Die Bundesregierung opfere mehr und mehr den Artikel 16 a des Grundgesetzes der Angst vor Stimmenverlusten bei den bevorstehenden Wahlen. Anders sind Abschiebungen in ein Land, in dem den geflüchteten Menschen Mord, Folter und Hunger drohen, nicht zu erklären“, stellen die beiden Grünen fest. Aber nicht die Angst der Wahlkampfstrategen in Berlin und Düsseldorf, sondern allein die Sicherheitslage in Afghanistan darf das ausschlaggebende Kriterium für Rückführungen sein.

„Die aktuellen Lageberichte von internationalen Menschenrechtsorganisationen wie „Ärzte ohne Grenzen“, „Human Rights Watch“ und auch der Vereinten Nationen weisen deutlich darauf hin, dass sich die Sicherheitslage nicht einmal in der Hauptstadt Kabul verbessert, sondern 2016 stark verschlechtert hat.“

„Unter den Asylsuchenden herrscht geradezu Panik vor einer Ablehnung ihres Asylantrags,“ berichtet Gesterkamp. Viele fürchteten sich vor den Taliban, für die jeder, der mit dem Westen kooperiere, ein „Gotteslästerer“ sei.

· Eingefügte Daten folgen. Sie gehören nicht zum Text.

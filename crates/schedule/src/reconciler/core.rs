//! Core [`ScheduleReconciler`] struct: poll loop, refresh requests, observers.

use std::sync::atomic::{AtomicBool, Ordering};
use std::sync::Arc;
use std::time::Duration;

use serde::Serialize;
use tokio::sync::{mpsc, watch};
use tracing::{debug, error, info, warn};

use crate::clock::Clock;
use crate::log::ScheduleLog;
use crate::recurrence::{compute_state, ScheduleComputation};

/// Observable schedule state.
///
/// `Unavailable` covers every locally-recovered error: unreadable or
/// corrupt log, no valid `SCHEDULED` entry. Consumers must disable
/// "run now" while the state is unavailable.
#[derive(Debug, Clone, PartialEq, Serialize)]
#[serde(tag = "status", rename_all = "snake_case")]
pub enum ScheduleState {
    Unavailable { reason: String },
    Ready(ScheduleComputation),
}

impl ScheduleState {
    pub fn is_ready(&self) -> bool {
        matches!(self, ScheduleState::Ready(_))
    }
}

/// Cloneable handle for requesting an immediate reconciliation from
/// another task (file watcher, chain executor, UI visibility hook).
///
/// Requests are queued; no parsing or recurrence computation runs on the
/// sender's thread.
#[derive(Clone)]
pub struct RefreshHandle(mpsc::UnboundedSender<()>);

impl RefreshHandle {
    pub fn new(tx: mpsc::UnboundedSender<()>) -> Self {
        Self(tx)
    }

    pub fn request(&self) {
        let _ = self.0.send(());
    }
}

/// Recomputes schedule state from the log on a fixed-delay poll and on
/// demand, publishing the result on a watch channel.
pub struct ScheduleReconciler<C: Clock> {
    log: Arc<ScheduleLog>,
    clock: C,
    retention_days: u32,
    poll_period: Duration,
    /// Set by the chain executor for the duration of one run; while raised,
    /// reconciliation is a no-op so observers are not rewritten mid-run.
    run_active: Arc<AtomicBool>,
    state_tx: watch::Sender<ScheduleState>,
    alert_raised: AtomicBool,
}

impl<C: Clock> ScheduleReconciler<C> {
    pub fn new(
        log: Arc<ScheduleLog>,
        clock: C,
        retention_days: u32,
        poll_period: Duration,
        run_active: Arc<AtomicBool>,
    ) -> Self {
        let (state_tx, _) = watch::channel(ScheduleState::Unavailable {
            reason: "not yet reconciled".to_string(),
        });
        Self {
            log,
            clock,
            retention_days,
            poll_period,
            run_active,
            state_tx,
            alert_raised: AtomicBool::new(false),
        }
    }

    /// Subscribe to state changes. Any number of observers may subscribe;
    /// each sees the latest published state.
    pub fn subscribe(&self) -> watch::Receiver<ScheduleState> {
        self.state_tx.subscribe()
    }

    /// Latest published state.
    pub fn current(&self) -> ScheduleState {
        self.state_tx.borrow().clone()
    }

    /// Recompute state from the log immediately and publish it.
    ///
    /// No-op while a chain run is in progress. Errors degrade the state
    /// rather than propagate: the next poll or refresh retries.
    pub fn refresh_now(&self) -> ScheduleState {
        if self.run_active.load(Ordering::SeqCst) {
            debug!("skipping reconciliation while a schedule run is in progress");
            return self.current();
        }

        let computed = self
            .log
            .read_all()
            .and_then(|events| compute_state(&events, self.retention_days, self.clock.now()));

        let state = match computed {
            Ok(comp) => {
                if comp.due_now() {
                    if !self.alert_raised.swap(true, Ordering::SeqCst) {
                        warn!(
                            missed = comp.missed_count,
                            next_due = %comp.next_due,
                            "scheduled measurements are overdue"
                        );
                    }
                } else if self.alert_raised.swap(false, Ordering::SeqCst) {
                    info!(next_due = %comp.next_due, "schedule alert cleared");
                }
                ScheduleState::Ready(comp)
            }
            Err(e) => {
                error!(error = %e, path = %self.log.path().display(), "failed to reconcile schedule from log");
                ScheduleState::Unavailable {
                    reason: e.to_string(),
                }
            }
        };

        self.state_tx.send_replace(state.clone());
        state
    }

    /// Poll loop. Reconciles once at startup, then on every fixed-delay
    /// tick and every queued refresh request. Exits when all refresh
    /// handles are dropped.
    pub async fn run(self: Arc<Self>, mut refresh_rx: mpsc::UnboundedReceiver<()>) {
        info!(
            period_secs = self.poll_period.as_secs(),
            retention_days = self.retention_days,
            "schedule reconciler started"
        );
        self.refresh_now();
        loop {
            tokio::select! {
                _ = tokio::time::sleep(self.poll_period) => {
                    self.refresh_now();
                }
                msg = refresh_rx.recv() => {
                    match msg {
                        Some(()) => {
                            self.refresh_now();
                        }
                        None => {
                            info!("all refresh handles dropped, reconciler stopping");
                            break;
                        }
                    }
                }
            }
        }
    }
}
//! Filesystem watcher for the schedule log (external-edit pickup).
//!
//! Clinicians push new schedules by rewriting the log file over SFTP; the
//! watcher notices the change and asks the reconciler for an immediate
//! refresh instead of waiting for the next poll tick. Bursts of events
//! from a single rewrite are debounced into one request. The watcher is an
//! accelerator only: if it cannot start, polling still picks the change up.

mod core;

#[cfg(test)]
mod tests;

pub use self::core::ScheduleWatcher;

Gesterkamp und Künemund verweisen auf eine Anerkennungsquote von knapp 56 Prozent bei afghanischen Flüchtlingen. „Das widerspricht der derzeitigen forcierten Rückführungspolitik, die wir für einen Verstoß gegen die Genfer Flüchtlingskonvention halten.“ Die Grünen werden sich bei ihrem großen Koalitionspartner in der Landesregierung weiterhin beharrlich dafür einsetzen, dass humanitäre Aspekte und vorhandene Integrationsleistungen, die für einen Verbleib der afghanischen Flüchtlinge sprechen, unbedingt berücksichtigt werden.“

Im Fall der afghanischen Familie in Lippstadt kämpfen inzwischen engagierte Bürger und Grüne auf juristischem Wege beim Verwaltungsgericht Arnsberg für den Verbleib der Familie in Lippstadt.